— Material provided —

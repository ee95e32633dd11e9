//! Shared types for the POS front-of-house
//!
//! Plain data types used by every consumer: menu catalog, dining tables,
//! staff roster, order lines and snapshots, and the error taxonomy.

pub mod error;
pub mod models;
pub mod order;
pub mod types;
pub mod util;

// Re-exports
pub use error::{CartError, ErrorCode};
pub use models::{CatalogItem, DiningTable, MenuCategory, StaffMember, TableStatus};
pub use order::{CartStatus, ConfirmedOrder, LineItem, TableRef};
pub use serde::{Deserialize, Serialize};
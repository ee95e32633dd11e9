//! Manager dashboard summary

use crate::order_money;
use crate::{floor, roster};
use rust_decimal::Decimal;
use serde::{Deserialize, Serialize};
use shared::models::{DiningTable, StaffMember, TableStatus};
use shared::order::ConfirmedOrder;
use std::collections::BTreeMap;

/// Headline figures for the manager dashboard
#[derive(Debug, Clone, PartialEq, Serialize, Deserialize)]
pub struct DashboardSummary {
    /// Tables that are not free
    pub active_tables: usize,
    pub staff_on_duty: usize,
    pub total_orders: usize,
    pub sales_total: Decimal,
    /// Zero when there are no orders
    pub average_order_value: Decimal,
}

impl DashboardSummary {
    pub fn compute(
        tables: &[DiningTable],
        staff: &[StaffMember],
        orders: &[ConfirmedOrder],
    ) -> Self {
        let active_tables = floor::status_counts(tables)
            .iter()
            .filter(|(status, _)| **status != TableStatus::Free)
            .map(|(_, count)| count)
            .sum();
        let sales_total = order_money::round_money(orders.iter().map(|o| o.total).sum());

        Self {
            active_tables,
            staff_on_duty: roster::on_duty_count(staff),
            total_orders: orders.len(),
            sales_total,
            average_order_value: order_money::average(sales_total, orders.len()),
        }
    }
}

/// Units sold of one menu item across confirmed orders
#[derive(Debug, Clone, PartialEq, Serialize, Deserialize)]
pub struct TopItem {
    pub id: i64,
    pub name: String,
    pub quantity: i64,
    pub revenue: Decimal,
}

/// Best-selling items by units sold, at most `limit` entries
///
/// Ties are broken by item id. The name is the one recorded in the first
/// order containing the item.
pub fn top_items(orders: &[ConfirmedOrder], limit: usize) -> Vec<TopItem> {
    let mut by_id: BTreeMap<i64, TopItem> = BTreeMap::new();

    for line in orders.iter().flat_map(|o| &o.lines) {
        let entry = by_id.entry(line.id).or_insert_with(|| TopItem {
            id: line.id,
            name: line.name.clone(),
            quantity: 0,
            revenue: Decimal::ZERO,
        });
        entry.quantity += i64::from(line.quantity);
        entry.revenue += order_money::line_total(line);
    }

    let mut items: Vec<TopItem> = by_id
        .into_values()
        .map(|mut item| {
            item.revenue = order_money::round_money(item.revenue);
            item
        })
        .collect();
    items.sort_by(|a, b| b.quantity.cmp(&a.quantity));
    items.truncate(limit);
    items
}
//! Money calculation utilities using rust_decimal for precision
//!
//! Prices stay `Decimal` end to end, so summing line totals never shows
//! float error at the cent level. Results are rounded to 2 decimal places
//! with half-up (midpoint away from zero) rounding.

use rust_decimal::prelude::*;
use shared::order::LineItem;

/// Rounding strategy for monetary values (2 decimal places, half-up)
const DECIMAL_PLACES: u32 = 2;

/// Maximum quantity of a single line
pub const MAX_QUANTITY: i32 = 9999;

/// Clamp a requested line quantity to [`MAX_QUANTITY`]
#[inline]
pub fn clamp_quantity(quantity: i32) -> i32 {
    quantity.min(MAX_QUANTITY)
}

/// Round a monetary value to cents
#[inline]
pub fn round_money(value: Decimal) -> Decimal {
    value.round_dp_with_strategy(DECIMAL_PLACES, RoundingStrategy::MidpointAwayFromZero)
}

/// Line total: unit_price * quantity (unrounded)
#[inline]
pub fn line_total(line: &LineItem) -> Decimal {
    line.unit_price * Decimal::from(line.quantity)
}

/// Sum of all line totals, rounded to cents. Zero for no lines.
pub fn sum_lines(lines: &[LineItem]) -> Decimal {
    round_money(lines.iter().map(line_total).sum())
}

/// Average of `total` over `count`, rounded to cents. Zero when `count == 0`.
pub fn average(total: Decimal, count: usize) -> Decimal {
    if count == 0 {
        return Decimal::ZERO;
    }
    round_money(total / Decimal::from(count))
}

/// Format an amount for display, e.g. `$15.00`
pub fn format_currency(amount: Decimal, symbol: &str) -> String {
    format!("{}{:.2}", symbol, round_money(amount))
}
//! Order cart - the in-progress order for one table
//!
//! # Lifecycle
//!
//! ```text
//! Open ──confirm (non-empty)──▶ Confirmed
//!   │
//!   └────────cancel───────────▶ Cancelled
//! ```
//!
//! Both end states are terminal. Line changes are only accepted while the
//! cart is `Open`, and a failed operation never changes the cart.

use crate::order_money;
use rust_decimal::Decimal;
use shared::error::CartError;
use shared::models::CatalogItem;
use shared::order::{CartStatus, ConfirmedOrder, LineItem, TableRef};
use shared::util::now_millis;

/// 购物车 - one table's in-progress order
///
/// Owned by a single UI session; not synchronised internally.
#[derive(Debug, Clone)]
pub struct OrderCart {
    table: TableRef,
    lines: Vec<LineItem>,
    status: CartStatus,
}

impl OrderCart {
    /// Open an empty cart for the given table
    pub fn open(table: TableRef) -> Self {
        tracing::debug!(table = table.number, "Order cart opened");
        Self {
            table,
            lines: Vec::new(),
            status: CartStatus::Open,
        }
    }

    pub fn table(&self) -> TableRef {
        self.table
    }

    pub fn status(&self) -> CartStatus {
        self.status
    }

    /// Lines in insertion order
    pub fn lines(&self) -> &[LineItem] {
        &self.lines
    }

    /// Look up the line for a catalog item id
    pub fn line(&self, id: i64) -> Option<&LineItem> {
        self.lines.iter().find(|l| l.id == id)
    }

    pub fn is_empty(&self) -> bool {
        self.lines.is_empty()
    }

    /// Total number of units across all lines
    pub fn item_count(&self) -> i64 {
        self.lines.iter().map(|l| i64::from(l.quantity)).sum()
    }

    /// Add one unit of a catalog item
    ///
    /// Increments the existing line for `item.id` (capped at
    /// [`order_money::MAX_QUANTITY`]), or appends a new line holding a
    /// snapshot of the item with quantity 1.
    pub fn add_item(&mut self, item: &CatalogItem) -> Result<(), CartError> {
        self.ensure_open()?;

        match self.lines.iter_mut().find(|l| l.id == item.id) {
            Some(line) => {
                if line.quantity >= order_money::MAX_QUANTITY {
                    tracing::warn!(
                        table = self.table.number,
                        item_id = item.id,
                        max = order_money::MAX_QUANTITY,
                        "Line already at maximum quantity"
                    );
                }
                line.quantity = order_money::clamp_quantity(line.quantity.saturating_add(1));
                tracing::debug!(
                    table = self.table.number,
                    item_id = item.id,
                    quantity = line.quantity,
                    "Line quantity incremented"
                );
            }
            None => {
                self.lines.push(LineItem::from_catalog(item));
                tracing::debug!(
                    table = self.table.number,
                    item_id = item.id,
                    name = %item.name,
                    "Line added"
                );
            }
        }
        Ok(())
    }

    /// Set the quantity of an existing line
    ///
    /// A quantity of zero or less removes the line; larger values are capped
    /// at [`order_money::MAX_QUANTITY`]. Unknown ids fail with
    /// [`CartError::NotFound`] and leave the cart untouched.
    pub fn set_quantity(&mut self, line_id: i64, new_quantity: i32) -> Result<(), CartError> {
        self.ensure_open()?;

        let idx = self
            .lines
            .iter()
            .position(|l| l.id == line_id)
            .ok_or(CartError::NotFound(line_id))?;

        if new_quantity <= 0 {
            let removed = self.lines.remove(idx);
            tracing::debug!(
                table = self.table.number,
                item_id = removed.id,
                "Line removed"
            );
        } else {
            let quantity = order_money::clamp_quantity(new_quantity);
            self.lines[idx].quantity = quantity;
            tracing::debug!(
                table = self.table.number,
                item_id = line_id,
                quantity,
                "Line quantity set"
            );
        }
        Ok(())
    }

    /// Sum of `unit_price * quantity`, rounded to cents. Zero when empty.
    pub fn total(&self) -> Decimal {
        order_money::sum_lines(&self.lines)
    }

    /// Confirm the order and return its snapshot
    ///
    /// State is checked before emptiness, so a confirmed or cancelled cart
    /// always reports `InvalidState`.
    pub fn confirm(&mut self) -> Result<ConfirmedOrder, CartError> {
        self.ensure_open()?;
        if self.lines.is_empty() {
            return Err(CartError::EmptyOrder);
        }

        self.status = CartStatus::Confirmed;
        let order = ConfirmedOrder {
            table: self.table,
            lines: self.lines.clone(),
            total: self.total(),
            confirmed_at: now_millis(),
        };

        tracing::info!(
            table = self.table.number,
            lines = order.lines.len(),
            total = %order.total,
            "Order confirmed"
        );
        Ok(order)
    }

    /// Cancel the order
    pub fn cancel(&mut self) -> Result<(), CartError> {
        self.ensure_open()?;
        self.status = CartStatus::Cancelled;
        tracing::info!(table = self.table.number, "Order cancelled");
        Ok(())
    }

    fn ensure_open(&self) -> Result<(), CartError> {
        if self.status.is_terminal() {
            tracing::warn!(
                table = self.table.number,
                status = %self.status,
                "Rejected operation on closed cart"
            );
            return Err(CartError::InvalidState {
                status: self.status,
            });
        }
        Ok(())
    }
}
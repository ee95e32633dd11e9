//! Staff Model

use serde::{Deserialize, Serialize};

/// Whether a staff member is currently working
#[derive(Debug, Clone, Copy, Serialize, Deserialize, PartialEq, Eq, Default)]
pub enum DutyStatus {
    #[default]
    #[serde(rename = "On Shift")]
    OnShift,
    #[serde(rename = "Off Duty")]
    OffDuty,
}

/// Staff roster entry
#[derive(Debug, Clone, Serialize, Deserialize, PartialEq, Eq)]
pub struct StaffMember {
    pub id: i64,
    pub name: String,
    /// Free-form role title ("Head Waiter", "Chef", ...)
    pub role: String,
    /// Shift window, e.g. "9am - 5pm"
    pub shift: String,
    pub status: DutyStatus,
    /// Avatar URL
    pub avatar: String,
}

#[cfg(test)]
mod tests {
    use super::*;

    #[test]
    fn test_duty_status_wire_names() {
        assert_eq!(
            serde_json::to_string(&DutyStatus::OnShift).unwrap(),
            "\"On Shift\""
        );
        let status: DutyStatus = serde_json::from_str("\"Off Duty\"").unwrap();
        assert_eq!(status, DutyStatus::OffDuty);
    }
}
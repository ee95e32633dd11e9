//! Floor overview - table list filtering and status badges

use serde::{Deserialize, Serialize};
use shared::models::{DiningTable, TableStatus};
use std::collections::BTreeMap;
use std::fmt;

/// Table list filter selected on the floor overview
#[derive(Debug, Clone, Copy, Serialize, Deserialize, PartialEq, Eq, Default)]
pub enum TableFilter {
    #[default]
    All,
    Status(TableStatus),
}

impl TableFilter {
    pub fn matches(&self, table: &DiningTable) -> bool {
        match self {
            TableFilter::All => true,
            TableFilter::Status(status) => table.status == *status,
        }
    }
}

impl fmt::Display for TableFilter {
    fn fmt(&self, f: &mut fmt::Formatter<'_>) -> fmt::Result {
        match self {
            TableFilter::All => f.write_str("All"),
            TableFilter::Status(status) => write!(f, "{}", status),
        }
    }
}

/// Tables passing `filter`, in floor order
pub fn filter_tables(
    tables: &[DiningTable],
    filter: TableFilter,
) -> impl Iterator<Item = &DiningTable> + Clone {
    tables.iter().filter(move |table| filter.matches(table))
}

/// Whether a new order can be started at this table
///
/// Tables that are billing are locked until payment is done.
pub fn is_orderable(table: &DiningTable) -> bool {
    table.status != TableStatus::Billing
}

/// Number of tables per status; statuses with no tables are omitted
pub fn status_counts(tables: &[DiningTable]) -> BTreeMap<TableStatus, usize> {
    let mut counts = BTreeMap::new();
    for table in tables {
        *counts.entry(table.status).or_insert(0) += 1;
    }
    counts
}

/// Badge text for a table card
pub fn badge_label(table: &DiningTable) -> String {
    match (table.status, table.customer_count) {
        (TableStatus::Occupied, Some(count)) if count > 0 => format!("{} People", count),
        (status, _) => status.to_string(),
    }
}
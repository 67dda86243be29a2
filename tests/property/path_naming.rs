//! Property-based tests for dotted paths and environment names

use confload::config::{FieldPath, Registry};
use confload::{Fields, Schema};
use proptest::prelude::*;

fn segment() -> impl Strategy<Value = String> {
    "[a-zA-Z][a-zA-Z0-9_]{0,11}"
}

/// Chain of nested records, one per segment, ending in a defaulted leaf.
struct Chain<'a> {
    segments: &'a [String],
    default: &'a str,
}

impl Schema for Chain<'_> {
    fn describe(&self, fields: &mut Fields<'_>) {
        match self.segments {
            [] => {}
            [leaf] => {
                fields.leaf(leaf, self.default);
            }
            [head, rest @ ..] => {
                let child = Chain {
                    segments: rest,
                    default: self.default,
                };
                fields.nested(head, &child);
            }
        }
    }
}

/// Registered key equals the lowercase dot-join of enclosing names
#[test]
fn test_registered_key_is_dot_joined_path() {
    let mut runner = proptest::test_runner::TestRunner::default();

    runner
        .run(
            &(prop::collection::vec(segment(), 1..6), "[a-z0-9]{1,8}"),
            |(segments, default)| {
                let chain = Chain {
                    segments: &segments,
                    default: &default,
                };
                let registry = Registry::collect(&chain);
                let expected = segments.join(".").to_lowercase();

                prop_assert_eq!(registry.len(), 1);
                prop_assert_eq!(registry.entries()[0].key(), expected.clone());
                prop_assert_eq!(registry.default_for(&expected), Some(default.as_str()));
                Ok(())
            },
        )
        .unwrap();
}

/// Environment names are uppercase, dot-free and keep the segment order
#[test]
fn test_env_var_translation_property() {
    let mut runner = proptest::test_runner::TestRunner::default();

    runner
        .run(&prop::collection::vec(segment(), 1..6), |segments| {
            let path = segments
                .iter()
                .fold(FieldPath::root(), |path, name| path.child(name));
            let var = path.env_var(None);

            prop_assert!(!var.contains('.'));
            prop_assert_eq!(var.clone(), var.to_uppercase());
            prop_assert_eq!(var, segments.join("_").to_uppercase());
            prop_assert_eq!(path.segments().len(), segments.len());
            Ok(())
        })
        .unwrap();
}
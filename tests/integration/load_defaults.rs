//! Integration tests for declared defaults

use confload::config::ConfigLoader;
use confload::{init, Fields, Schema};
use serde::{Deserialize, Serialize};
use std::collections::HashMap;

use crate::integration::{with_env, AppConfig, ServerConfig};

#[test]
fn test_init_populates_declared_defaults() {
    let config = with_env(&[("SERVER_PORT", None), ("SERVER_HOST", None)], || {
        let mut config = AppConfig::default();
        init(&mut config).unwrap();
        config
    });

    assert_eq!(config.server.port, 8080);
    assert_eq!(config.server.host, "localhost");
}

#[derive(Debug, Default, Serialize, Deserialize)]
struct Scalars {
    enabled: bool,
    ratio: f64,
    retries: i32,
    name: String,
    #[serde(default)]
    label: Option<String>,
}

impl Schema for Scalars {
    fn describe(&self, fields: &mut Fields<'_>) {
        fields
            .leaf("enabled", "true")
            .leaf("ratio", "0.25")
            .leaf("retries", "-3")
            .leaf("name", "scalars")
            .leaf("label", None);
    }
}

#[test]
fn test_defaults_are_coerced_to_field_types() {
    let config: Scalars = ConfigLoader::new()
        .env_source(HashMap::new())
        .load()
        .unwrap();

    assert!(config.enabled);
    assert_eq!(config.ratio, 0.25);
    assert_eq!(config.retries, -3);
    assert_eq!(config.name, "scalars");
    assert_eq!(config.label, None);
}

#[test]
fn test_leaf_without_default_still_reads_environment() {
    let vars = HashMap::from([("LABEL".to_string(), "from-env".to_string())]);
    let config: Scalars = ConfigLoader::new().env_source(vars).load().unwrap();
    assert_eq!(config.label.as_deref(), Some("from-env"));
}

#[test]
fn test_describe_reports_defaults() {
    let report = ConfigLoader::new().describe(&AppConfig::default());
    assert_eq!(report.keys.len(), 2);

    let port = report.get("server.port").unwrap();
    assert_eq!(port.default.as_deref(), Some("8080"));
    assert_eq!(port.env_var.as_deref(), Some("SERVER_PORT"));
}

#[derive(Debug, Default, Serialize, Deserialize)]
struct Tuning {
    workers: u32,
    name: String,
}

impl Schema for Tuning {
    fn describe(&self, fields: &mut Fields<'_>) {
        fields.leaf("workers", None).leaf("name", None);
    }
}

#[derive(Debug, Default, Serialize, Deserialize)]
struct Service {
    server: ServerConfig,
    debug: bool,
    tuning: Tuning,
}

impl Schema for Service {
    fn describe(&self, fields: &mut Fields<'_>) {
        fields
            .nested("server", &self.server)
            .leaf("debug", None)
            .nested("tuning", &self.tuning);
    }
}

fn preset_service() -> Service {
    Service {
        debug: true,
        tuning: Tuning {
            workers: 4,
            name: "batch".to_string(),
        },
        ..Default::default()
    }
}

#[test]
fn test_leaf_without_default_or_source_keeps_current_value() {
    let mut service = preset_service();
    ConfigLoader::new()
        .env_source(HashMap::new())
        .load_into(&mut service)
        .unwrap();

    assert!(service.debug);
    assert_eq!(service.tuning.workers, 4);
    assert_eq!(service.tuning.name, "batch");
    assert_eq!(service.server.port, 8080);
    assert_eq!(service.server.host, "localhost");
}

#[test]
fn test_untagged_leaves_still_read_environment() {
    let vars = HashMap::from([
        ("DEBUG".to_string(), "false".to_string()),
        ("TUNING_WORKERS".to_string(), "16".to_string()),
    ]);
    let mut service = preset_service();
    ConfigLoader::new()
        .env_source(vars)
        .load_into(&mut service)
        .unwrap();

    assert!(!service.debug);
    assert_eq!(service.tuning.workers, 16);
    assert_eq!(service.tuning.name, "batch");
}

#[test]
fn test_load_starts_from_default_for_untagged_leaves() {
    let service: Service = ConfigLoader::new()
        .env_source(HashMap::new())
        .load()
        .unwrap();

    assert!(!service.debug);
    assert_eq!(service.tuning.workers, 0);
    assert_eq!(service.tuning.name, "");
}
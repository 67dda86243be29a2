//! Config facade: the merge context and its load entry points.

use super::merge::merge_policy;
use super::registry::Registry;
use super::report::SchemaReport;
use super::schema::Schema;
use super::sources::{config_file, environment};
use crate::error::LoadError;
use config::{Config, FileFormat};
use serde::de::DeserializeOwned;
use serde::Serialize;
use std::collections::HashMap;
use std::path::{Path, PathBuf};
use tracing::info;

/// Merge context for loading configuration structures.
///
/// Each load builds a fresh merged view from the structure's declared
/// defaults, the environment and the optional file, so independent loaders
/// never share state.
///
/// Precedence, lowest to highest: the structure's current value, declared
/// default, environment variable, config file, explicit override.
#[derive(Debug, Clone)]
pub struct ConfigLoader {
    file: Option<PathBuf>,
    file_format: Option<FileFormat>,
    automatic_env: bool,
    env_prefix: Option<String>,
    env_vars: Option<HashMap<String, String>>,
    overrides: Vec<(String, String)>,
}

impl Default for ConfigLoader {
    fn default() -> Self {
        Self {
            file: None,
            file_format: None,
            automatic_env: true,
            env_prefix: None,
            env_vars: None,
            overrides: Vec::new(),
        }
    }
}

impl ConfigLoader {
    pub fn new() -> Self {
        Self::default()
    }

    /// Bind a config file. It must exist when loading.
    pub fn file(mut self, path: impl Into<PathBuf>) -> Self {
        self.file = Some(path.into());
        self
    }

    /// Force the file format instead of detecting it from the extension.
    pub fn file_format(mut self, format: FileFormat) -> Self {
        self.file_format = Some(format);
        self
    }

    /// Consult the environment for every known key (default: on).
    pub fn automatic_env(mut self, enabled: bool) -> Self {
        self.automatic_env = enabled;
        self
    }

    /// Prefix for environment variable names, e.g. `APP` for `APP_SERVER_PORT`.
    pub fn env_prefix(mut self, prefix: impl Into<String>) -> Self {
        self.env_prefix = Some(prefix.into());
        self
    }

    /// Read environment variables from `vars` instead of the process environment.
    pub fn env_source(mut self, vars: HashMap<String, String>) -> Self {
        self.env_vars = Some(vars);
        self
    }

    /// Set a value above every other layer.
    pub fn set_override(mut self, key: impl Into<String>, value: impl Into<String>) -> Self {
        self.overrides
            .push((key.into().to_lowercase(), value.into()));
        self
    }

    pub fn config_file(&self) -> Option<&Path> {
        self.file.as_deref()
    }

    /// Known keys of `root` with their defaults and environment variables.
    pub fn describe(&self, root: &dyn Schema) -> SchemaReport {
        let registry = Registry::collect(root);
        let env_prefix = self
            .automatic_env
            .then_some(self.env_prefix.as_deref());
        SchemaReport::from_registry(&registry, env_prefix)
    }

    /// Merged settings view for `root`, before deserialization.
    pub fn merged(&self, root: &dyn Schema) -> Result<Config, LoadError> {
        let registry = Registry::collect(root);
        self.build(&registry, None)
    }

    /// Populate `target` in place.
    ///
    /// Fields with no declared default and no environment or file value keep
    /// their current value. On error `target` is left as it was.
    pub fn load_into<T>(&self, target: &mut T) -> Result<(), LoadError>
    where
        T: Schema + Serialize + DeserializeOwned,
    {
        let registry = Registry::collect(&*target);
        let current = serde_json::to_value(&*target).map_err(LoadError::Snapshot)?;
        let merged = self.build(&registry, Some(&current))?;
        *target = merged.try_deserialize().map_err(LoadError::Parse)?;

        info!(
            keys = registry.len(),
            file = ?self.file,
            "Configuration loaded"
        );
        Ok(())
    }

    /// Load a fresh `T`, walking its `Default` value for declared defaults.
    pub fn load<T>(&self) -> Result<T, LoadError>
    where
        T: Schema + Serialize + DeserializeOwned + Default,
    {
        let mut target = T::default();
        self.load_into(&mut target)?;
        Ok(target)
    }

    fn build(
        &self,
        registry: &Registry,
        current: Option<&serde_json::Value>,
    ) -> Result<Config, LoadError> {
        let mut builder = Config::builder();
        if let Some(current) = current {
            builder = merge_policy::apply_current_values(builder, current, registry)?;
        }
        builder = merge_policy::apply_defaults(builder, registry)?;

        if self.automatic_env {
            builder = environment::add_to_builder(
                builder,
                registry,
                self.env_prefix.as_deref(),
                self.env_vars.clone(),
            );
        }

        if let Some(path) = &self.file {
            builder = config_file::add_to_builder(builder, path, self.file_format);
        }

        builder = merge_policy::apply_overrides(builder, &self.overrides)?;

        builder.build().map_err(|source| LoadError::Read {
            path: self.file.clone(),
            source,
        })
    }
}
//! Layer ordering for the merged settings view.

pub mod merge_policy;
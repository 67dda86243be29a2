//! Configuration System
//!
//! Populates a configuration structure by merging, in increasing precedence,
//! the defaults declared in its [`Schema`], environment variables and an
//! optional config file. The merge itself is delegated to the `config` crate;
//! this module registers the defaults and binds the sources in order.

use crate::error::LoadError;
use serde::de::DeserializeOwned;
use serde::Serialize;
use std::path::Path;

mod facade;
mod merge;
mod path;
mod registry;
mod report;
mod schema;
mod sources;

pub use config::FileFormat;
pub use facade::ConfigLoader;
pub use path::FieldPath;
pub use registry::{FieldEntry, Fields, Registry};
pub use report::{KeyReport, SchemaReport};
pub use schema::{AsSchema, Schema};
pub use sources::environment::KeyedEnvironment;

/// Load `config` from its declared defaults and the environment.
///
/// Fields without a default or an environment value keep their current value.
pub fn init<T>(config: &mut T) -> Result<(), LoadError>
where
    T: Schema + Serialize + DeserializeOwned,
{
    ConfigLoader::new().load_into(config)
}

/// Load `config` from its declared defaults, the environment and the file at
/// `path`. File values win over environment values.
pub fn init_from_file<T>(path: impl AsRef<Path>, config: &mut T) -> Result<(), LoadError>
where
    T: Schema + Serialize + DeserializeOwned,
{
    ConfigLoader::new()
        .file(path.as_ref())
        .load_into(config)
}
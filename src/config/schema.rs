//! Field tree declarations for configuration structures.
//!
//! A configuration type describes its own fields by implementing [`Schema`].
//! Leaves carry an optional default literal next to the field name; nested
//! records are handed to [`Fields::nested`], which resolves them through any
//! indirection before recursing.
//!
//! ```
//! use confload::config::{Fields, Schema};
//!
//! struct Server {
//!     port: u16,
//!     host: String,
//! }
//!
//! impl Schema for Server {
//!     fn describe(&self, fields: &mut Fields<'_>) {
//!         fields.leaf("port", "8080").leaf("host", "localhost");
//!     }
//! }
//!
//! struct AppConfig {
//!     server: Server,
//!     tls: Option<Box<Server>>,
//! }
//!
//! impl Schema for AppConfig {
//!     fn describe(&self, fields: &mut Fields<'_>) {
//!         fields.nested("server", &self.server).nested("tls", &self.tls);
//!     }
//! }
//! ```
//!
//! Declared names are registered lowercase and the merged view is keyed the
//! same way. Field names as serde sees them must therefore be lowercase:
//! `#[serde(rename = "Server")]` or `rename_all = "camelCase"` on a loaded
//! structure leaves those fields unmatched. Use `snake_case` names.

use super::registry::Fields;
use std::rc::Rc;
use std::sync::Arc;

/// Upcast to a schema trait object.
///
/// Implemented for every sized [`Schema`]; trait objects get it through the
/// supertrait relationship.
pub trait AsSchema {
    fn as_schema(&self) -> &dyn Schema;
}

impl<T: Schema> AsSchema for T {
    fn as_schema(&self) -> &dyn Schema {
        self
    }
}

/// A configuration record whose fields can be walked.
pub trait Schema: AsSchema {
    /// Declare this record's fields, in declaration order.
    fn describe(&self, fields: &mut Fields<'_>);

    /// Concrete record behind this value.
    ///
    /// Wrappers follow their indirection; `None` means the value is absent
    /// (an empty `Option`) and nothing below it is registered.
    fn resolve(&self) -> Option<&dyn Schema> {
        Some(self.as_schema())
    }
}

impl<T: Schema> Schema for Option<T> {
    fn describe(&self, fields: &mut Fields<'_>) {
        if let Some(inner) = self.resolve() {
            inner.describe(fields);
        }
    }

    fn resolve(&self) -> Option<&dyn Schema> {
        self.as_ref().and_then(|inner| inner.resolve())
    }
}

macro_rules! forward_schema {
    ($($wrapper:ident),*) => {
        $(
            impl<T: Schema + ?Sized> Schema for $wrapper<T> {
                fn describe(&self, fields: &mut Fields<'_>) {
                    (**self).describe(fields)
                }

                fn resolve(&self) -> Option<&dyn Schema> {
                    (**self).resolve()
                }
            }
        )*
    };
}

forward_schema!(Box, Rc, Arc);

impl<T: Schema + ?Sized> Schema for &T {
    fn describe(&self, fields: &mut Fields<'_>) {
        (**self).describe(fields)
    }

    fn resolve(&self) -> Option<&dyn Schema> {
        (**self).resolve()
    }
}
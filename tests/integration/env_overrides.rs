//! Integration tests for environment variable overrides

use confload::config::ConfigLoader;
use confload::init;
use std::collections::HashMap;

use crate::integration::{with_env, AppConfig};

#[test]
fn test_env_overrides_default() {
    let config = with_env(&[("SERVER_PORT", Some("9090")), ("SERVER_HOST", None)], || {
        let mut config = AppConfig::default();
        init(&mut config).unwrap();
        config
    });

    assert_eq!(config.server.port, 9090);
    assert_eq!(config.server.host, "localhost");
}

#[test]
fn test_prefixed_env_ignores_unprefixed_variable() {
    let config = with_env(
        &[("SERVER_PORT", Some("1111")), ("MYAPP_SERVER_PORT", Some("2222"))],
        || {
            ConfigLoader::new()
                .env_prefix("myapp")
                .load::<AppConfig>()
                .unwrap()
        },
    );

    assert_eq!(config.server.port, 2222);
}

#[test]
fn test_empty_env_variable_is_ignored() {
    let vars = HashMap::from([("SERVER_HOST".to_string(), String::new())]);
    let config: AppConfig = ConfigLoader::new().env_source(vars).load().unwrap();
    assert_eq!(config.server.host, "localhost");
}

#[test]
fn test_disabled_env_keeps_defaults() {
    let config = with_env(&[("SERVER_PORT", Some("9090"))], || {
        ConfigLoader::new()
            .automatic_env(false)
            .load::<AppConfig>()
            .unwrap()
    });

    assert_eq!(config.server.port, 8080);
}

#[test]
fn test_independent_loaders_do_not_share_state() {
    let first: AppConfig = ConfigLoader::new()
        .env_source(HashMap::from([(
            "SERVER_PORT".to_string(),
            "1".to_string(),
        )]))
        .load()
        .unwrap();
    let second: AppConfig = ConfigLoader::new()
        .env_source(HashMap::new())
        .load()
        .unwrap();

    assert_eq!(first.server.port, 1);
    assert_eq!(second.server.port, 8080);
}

— Problem to solve —
Say how many lines in the records include the string "roster", giving the figure by itself.

— Written response —
4